As a health related for-purpose organisation, the role of MS Research Australia is not only to fund research, its key role is to educate, advocate, facilitate, simplify, publish, explain, cajole and support MS research activities ultimately for the benefit of people personally affected by MS.
It was in the advocacy and education role that the MS Research Australia CEO, Matthew Miles, was recently invited to Canberra to present to the GO8 Deans of Medical Faculties. The GO8 comprises the leadership of the 8 largest and most research- intensive universities in Australia including some of our most recognisable institutions – the University of Melbourne, Monash University, UQ, University of Sydney and UNSW.
On the agenda was the governmental drop in funding of MS research, the Medical Research Future Fund and how we could work together to plug the “significant funding gaps in multiple sclerosis research” in Australia.

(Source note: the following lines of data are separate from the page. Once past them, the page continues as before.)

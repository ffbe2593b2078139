//! JSON output formatting for machine-readable output.

use serde::Serialize;

/// JSON output formatter
pub struct JsonOutput;

impl JsonOutput {
    /// Format data as a pretty-printed JSON string
    pub fn format<T: Serialize + ?Sized>(data: &T) -> String {
        serde_json::to_string_pretty(data)
            .unwrap_or_else(|e| format!("{{\n  \"error\": \"{}\"\n}}", e))
    }
}
//! Presentation order of sibling declarations.
//!
//! Rules per parent scope:
//!
//! - module root: namespaces alphabetically
//! - namespace: declaration order
//! - enum: members by underlying value
//! - other types: declaration order, except special members which move to
//!   fixed buckets (see [`OPERATOR_TABLE`] and [`OBJECT_OVERRIDES`])
//!
//! Added declarations always follow every retained or removed sibling.

use std::collections::HashMap;

use crate::differ::changes::{MatchResult, MatchStatus};
use crate::types::{Declaration, MethodKind, OperatorKind, Symbol, TypeKind};

/// Kind of parent whose children are being ordered.
#[derive(Clone, Copy, Debug, PartialEq, Eq)]
pub enum Scope {
    Root,
    Namespace,
    Enum,
    Type,
}

impl Scope {
    pub fn of(parent: Option<&Declaration>) -> Self {
        match parent.map(|p| &p.symbol) {
            None => Scope::Root,
            Some(Symbol::Namespace) => Scope::Namespace,
            Some(Symbol::Type(t)) if t.type_kind == TypeKind::Enum => Scope::Enum,
            Some(_) => Scope::Type,
        }
    }
}

/// Member buckets in presentation order.
#[derive(Clone, Copy, Debug, PartialEq, Eq, PartialOrd, Ord)]
pub enum Bucket {
    Constructors,
    Destructor,
    Regular,
    ObjectOverrides,
    Equality,
    Operators,
    Comparison,
    IncrementDecrement,
    Conversions,
}

/// Operators with a fixed position. Unlisted operators go to
/// [`Bucket::Operators`] in encounter order.
pub const OPERATOR_TABLE: &[(OperatorKind, Bucket, u8)] = &[
    (OperatorKind::Equality, Bucket::Equality, 0),
    (OperatorKind::Inequality, Bucket::Equality, 1),
    (OperatorKind::GreaterThan, Bucket::Comparison, 0),
    (OperatorKind::LessThan, Bucket::Comparison, 1),
    (OperatorKind::GreaterThanOrEqual, Bucket::Comparison, 2),
    (OperatorKind::LessThanOrEqual, Bucket::Comparison, 3),
    (OperatorKind::Increment, Bucket::IncrementDecrement, 0),
    (OperatorKind::Decrement, Bucket::IncrementDecrement, 1),
];

/// `object` overrides that are grouped together.
pub const OBJECT_OVERRIDES: &[(&str, u8)] = &[("Equals", 0), ("GetHashCode", 1)];

type SortKey = (Bucket, usize, u8, usize);

/// Reorder sibling match results for presentation.
pub fn order<'a>(results: Vec<MatchResult<'a>>, scope: Scope) -> Vec<MatchResult<'a>> {
    let (added, retained): (Vec<_>, Vec<_>) = results
        .into_iter()
        .partition(|r| r.status == MatchStatus::Added);

    let mut ordered = sort_siblings(retained, scope);
    ordered.extend(sort_siblings(added, scope));
    ordered
}

fn sort_siblings(mut results: Vec<MatchResult<'_>>, scope: Scope) -> Vec<MatchResult<'_>> {
    match scope {
        Scope::Root => {
            results.sort_by(|a, b| a.declaration().name.cmp(&b.declaration().name));
            results
        }
        Scope::Namespace => results,
        Scope::Enum => {
            results.sort_by_key(|r| enum_value(r.declaration()));
            results
        }
        Scope::Type => {
            let decls: Vec<&Declaration> = results.iter().map(|r| r.declaration()).collect();
            let keys = member_keys(&decls);
            let mut keyed: Vec<(SortKey, MatchResult<'_>)> =
                keys.into_iter().zip(results).collect();
            keyed.sort_by(|a, b| a.0.cmp(&b.0));
            keyed.into_iter().map(|(_, r)| r).collect()
        }
    }
}

fn enum_value(decl: &Declaration) -> i64 {
    match decl.symbol {
        Symbol::EnumMember(ref e) => e.value,
        _ => i64::MAX,
    }
}

/// Sort keys for the members of one type, in encounter order.
fn member_keys(members: &[&Declaration]) -> Vec<SortKey> {
    let mut conversion_groups: HashMap<&str, usize> = HashMap::new();

    members
        .iter()
        .enumerate()
        .map(|(index, decl)| {
            let Symbol::Method(ref m) = decl.symbol else {
                return (Bucket::Regular, 0, 0, index);
            };
            match m.method_kind {
                MethodKind::Constructor | MethodKind::StaticConstructor => {
                    (Bucket::Constructors, 0, 0, index)
                }
                MethodKind::Destructor => (Bucket::Destructor, 0, 0, index),
                MethodKind::Ordinary => match object_override_rank(decl) {
                    Some(rank) => (Bucket::ObjectOverrides, 0, rank, index),
                    None => (Bucket::Regular, 0, 0, index),
                },
                MethodKind::Operator(op) => {
                    match OPERATOR_TABLE.iter().find(|(kind, _, _)| *kind == op) {
                        Some(&(_, bucket, rank)) => (bucket, 0, rank, index),
                        None => (Bucket::Operators, 0, 0, index),
                    }
                }
                MethodKind::Conversion(kind) => {
                    // Group by target type; checked variants precede unchecked ones.
                    let target = m.return_type.as_deref().unwrap_or_default();
                    let next = conversion_groups.len();
                    let group = *conversion_groups.entry(target).or_insert(next);
                    let rank = if kind.is_checked() { 0 } else { 1 };
                    (Bucket::Conversions, group, rank, index)
                }
            }
        })
        .collect()
}

fn object_override_rank(decl: &Declaration) -> Option<u8> {
    if !decl.modifiers.is_override {
        return None;
    }
    OBJECT_OVERRIDES
        .iter()
        .find(|(name, _)| *name == decl.name)
        .map(|&(_, rank)| rank)
}

#[cfg(test)]
mod tests {
    use super::*;
    use crate::differ::changes::Versions;
    use crate::differ::identity::IdentityKey;
    use crate::types::{ConversionKind, Modifiers, Parameter};

    fn make_result(decl: &Declaration, status: MatchStatus) -> MatchResult<'_> {
        let versions = match status {
            MatchStatus::Added => Versions::After(decl),
            MatchStatus::Removed => Versions::Before(decl),
            _ => Versions::Both {
                before: decl,
                after: decl,
            },
        };
        MatchResult {
            key: IdentityKey::new(decl.name.clone()),
            status,
            versions,
            before_line: None,
            after_line: None,
            attributes: vec![],
            children: vec![],
        }
    }

    fn names(results: &[MatchResult<'_>]) -> Vec<String> {
        results.iter().map(|r| r.declaration().name.clone()).collect()
    }

    fn binary(op: OperatorKind) -> Declaration {
        Declaration::operator(
            op,
            "System.Boolean",
            vec![Parameter::new("a", "N.C"), Parameter::new("b", "N.C")],
        )
    }

    #[test]
    fn test_scope_of() {
        assert_eq!(Scope::of(None), Scope::Root);
        assert_eq!(Scope::of(Some(&Declaration::namespace("N"))), Scope::Namespace);
        assert_eq!(Scope::of(Some(&Declaration::enumeration("E"))), Scope::Enum);
        assert_eq!(Scope::of(Some(&Declaration::structure("S"))), Scope::Type);
    }

    #[test]
    fn test_root_namespaces_are_alphabetical() {
        let decls = vec![
            Declaration::namespace("Zeta"),
            Declaration::namespace("Alpha"),
            Declaration::namespace("Mid"),
        ];
        let results = decls
            .iter()
            .map(|d| make_result(d, MatchStatus::Changed))
            .collect();
        assert_eq!(names(&order(results, Scope::Root)), vec!["Alpha", "Mid", "Zeta"]);
    }

    #[test]
    fn test_enum_members_by_value() {
        let decls = vec![
            Declaration::enum_member("What", 3),
            Declaration::enum_member("Foo", 1),
            Declaration::enum_member("Bar", 2),
            Declaration::enum_member("Default", 0),
        ];
        let results = decls
            .iter()
            .map(|d| make_result(d, MatchStatus::Added))
            .collect();
        assert_eq!(
            names(&order(results, Scope::Enum)),
            vec!["Default", "Foo", "Bar", "What"]
        );
    }

    #[test]
    fn test_added_are_appended() {
        let decls = vec![
            Declaration::method("First", None, vec![]),
            Declaration::method("Inserted", None, vec![]),
            Declaration::method("Last", None, vec![]),
        ];
        let results = vec![
            make_result(&decls[0], MatchStatus::Unchanged),
            make_result(&decls[1], MatchStatus::Added),
            make_result(&decls[2], MatchStatus::Changed),
        ];
        assert_eq!(
            names(&order(results, Scope::Type)),
            vec!["First", "Last", "Inserted"]
        );
    }

    #[test]
    fn test_namespace_keeps_declaration_order() {
        let decls = vec![Declaration::class("B"), Declaration::class("A")];
        let results = decls
            .iter()
            .map(|d| make_result(d, MatchStatus::Removed))
            .collect();
        assert_eq!(names(&order(results, Scope::Namespace)), vec!["B", "A"]);
    }

    #[test]
    fn test_special_member_buckets() {
        let equals = Declaration::method(
            "Equals",
            Some("System.Boolean"),
            vec![Parameter::new("o", "System.Object")],
        )
        .with_modifiers(Modifiers::new().with_override());
        let hash = Declaration::method("GetHashCode", Some("System.Int32"), vec![])
            .with_modifiers(Modifiers::new().with_override());
        let decls = vec![
            binary(OperatorKind::LessThanOrEqual),
            binary(OperatorKind::Inequality),
            hash,
            binary(OperatorKind::Addition),
            binary(OperatorKind::LessThan),
            Declaration::method("Regular", None, vec![]),
            binary(OperatorKind::Equality),
            binary(OperatorKind::GreaterThan),
            Declaration::operator(OperatorKind::Increment, "N.C", vec![Parameter::new("a", "N.C")]),
            equals,
            binary(OperatorKind::GreaterThanOrEqual),
            binary(OperatorKind::Subtraction),
            Declaration::constructor(vec![]),
        ];
        let results = decls
            .iter()
            .map(|d| make_result(d, MatchStatus::Added))
            .collect();

        assert_eq!(
            names(&order(results, Scope::Type)),
            vec![
                ".ctor",
                "Regular",
                "Equals",
                "GetHashCode",
                "op_Equality",
                "op_Inequality",
                "op_Addition",
                "op_Subtraction",
                "op_GreaterThan",
                "op_LessThan",
                "op_GreaterThanOrEqual",
                "op_LessThanOrEqual",
                "op_Increment",
            ]
        );
    }

    #[test]
    fn test_checked_conversion_precedes_unchecked_of_same_target() {
        let source = || Parameter::new("value", "N.C");
        let decls = vec![
            Declaration::conversion(ConversionKind::Explicit, "System.Int32", source()),
            Declaration::conversion(ConversionKind::Explicit, "System.Byte", source()),
            Declaration::conversion(ConversionKind::CheckedExplicit, "System.Byte", source()),
            Declaration::conversion(ConversionKind::CheckedExplicit, "System.Int32", source()),
            Declaration::method("Before", None, vec![]),
        ];
        let results = decls
            .iter()
            .map(|d| make_result(d, MatchStatus::Added))
            .collect();
        let ordered = order(results, Scope::Type);

        let rendered: Vec<String> = ordered
            .iter()
            .map(|r| match &r.declaration().symbol {
                Symbol::Method(m) => format!(
                    "{}:{}",
                    r.declaration().name,
                    m.return_type.clone().unwrap_or_default()
                ),
                _ => unreachable!(),
            })
            .collect();
        assert_eq!(
            rendered,
            vec![
                "Before:",
                "op_CheckedExplicit:System.Int32",
                "op_Explicit:System.Int32",
                "op_CheckedExplicit:System.Byte",
                "op_Explicit:System.Byte",
            ]
        );
    }
}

A recent analysis revealed that the funding gap- the amount of MS research that is currently funded by MS Research Australia versus what needs to be funded will soon blow out to over $10 million per annum.
Discussion also turned to the loss of our best and brightest young medical researchers out of the sector completely or to overseas. Not a uniquely MS only phenomenon. Our recent analysis highlighted that around 75% of our MS researchers who had left the profession, moved overseas or changed focus in to other diseases, did so solely because of a lack of funding in MS.
Our field of MS researchers in Australia is simply not large enough (as opposed to large numbers in cancer, diabetes and mental health) to make it through a sustained exodus.
Make no bones about it, in the short and medium-term, this funding gap and the resulting pressure on our researchers is an absolute crisis and it has the capacity to derail the momentum in MS that Australia has built up over a decade .
The GO8 leaders and MS Research Australia resolved to look in to working together to try and increase the funding available for all MS research but to prioritise our support of our most vulnerable MS researchers – our younger post doctoral cohort.